Lá vamos cantando e rindo
Num "belo momento de revisão da nossa história recente" (palavras do director do agrupamento de escolas), muitas crianças vão, amanhã, para comemorar os cem anos da República, vestir a farda da mocidade portuguesa e desfilar nas ruas de Aveiro. A professora responsável por esta bela ideia diz que "nada neste projecto leva para ideias de fascismo" . Nada. Tirando a farda, claro.
Os petizes vão cantar o hino nacional assim trajados, sendo certo que não serão obrigados a levantar o bracinho. Uma pena que a "revisão da história" não seja completa. Que bonito seria a cidade que assistiu ao congresso da oposição democrática ouvir os seus rebentos a cantar "Lá vamos cantando e rindo/Levados levados sim /Pela voz do som tremendo /Das tubas, clamor sem fim". Coisa que, ainda assim, se acontecesse, desde que fosse "trabalhado nas escolas com dignidade e muito sentido de responsabilidade" , não teria problema algum.

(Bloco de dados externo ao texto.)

//! Built-in React hooks cheat sheet

use crate::{Catalog, Result, TopicEntry};

/// Entries of the built-in catalog, in display order
fn react_hook_entries() -> Vec<TopicEntry> {
    vec![
        TopicEntry::new("useState", "useState")
            .with_description("Local state that survives re-renders")
            .with_note("Pass an updater function when the next value depends on the previous one.")
            .with_code(
                "const [count, setCount] = useState(0);\n\
                 \n\
                 setCount(count + 1);\n\
                 setCount(prev => prev + 1);",
            )
            .with_accent("#61dafb"),
        TopicEntry::new("useEffect", "useEffect")
            .with_description("Synchronise a component with an external system")
            .with_note("Return a cleanup function; list every reactive value in the dependency array.")
            .with_code(
                "useEffect(() => {\n\
                 \x20 const id = setInterval(tick, 1000);\n\
                 \x20 return () => clearInterval(id);\n\
                 }, []);",
            )
            .with_accent("#f7df1e"),
        TopicEntry::new("useContext", "useContext")
            .with_description("Read a value provided higher up the tree")
            .with_note("Every consumer re-renders when the provider value changes identity.")
            .with_code(
                "const ThemeContext = createContext('light');\n\
                 \n\
                 const theme = useContext(ThemeContext);",
            )
            .with_accent("#c678dd"),
        TopicEntry::new("useReducer", "useReducer")
            .with_description("State transitions described by a reducer function")
            .with_note("Prefer it when several values change together or the next state has many cases.")
            .with_code(
                "function reducer(state, action) {\n\
                 \x20 switch (action.type) {\n\
                 \x20   case 'increment': return { count: state.count + 1 };\n\
                 \x20   default: return state;\n\
                 \x20 }\n\
                 }\n\
                 \n\
                 const [state, dispatch] = useReducer(reducer, { count: 0 });\n\
                 dispatch({ type: 'increment' });",
            )
            .with_accent("#e06c75"),
        TopicEntry::new("useCallback", "useCallback")
            .with_description("Keep a function identity stable between renders")
            .with_note("Only useful when the function is passed to memoised children or used as a dependency.")
            .with_code(
                "const handleClick = useCallback(() => {\n\
                 \x20 onSelect(item.id);\n\
                 }, [item.id, onSelect]);\n\
                 \n\
                 // same as useMemo(() => fn, deps)",
            )
            .with_accent("#98c379"),
        TopicEntry::new("useMemo", "useMemo")
            .with_description("Cache an expensive calculation between renders")
            .with_note("A performance hint, not a semantic guarantee; the cache may be dropped.")
            .with_code(
                "const visibleTodos = useMemo(\n\
                 \x20 () => filterTodos(todos, tab),\n\
                 \x20 [todos, tab]\n\
                 );",
            )
            .with_accent("#56b6c2"),
        TopicEntry::new("useRef", "useRef")
            .with_description("Mutable box or DOM handle that persists across renders")
            .with_note("Writing ref.current does not trigger a render.")
            .with_code(
                "const inputRef = useRef(null);\n\
                 \n\
                 <input ref={inputRef} />\n\
                 inputRef.current.focus();",
            )
            .with_accent("#d19a66"),
        TopicEntry::new("useLayoutEffect", "useLayoutEffect")
            .with_description("Effect that fires before the browser repaints")
            .with_note("Blocks painting; reach for it only to measure layout.")
            .with_code(
                "useLayoutEffect(() => {\n\
                 \x20 const { height } = ref.current.getBoundingClientRect();\n\
                 \x20 setTooltipHeight(height);\n\
                 }, []);",
            )
            .with_accent("#be5046"),
        TopicEntry::new("useId", "useId")
            .with_description("Unique ids for accessibility attributes")
            .with_note("Stable between server and client rendering; never use it for list keys.")
            .with_code(
                "const passwordHintId = useId();\n\
                 \n\
                 <input aria-describedby={passwordHintId} />\n\
                 <p id={passwordHintId}>At least 12 characters</p>",
            )
            .with_accent("#abb2bf"),
        TopicEntry::new("useTransition", "useTransition")
            .with_description("Mark an update as non-urgent so input stays responsive")
            .with_note("isPending lets you show a spinner while the transition renders.")
            .with_code(
                "const [isPending, startTransition] = useTransition();\n\
                 \n\
                 startTransition(() => {\n\
                 \x20 setTab(nextTab);\n\
                 });",
            )
            .with_accent("#e5c07b"),
        TopicEntry::new("customHook", "Custom hooks")
            .with_description("Extract reusable stateful logic into a use* function")
            .with_note("Each call gets its own state; hooks share logic, not state.")
            .with_code(
                "function useOnlineStatus() {\n\
                 \x20 const [isOnline, setIsOnline] = useState(navigator.onLine);\n\
                 \x20 useEffect(() => {\n\
                 \x20   const update = () => setIsOnline(navigator.onLine);\n\
                 \x20   window.addEventListener('online', update);\n\
                 \x20   window.addEventListener('offline', update);\n\
                 \x20   return () => {\n\
                 \x20     window.removeEventListener('online', update);\n\
                 \x20     window.removeEventListener('offline', update);\n\
                 \x20   };\n\
                 \x20 }, []);\n\
                 \x20 return isOnline;\n\
                 }",
            )
            .with_accent("#61afef"),
    ]
}

/// Build the built-in React hooks catalog
pub fn react_hooks() -> Catalog {
    Catalog::from_trusted(react_hook_entries())
}

/// Build the built-in catalog with full validation
pub fn try_react_hooks() -> Result<Catalog> {
    Catalog::new(react_hook_entries())
}

/// Number of entries in the built-in catalog
pub const REACT_HOOKS_LEN: usize = 11;
//! Error types for catalog construction and loading

use std::path::PathBuf;

use thiserror::Error;

/// Result type for catalog operations
pub type Result<T> = std::result::Result<T, CatalogError>;

/// Error types for catalog operations
#[derive(Debug, Error)]
pub enum CatalogError {
    #[error("Duplicate topic id: {0}")]
    DuplicateId(String),

    #[error("Topic at position {0} has an empty id")]
    EmptyId(usize),

    #[error("Topic not found: {0}")]
    EntryNotFound(String),

    #[error("Unsupported catalog format: {}", .0.display())]
    UnsupportedFormat(PathBuf),

    #[error("Failed to parse catalog {}: {message}", path.display())]
    Parse { path: PathBuf, message: String },

    #[error("IO error: {0}")]
    Io(#[from] std::io::Error),
}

É natural que um País que deixa ao abandono o seu património e que despreza os direitos cívicos, trate mal a sua memória. É natural que um país que desrespeita os que lutaram pela liberdade - lembram-se da pensão oferecida a ex-pides mas recusada a Salgueiro Maia por aquele que veio a ser o nosso Presidente da República? - não leve a mal esta pornografia. Afinal de contas, nenhuma professora se fez fotografar nua na cidade de Aveiro.
Os saudosistas da velha e boa escola podem finalmente sentir o sabor do antigamente. Este País ainda vai entrar nos eixos.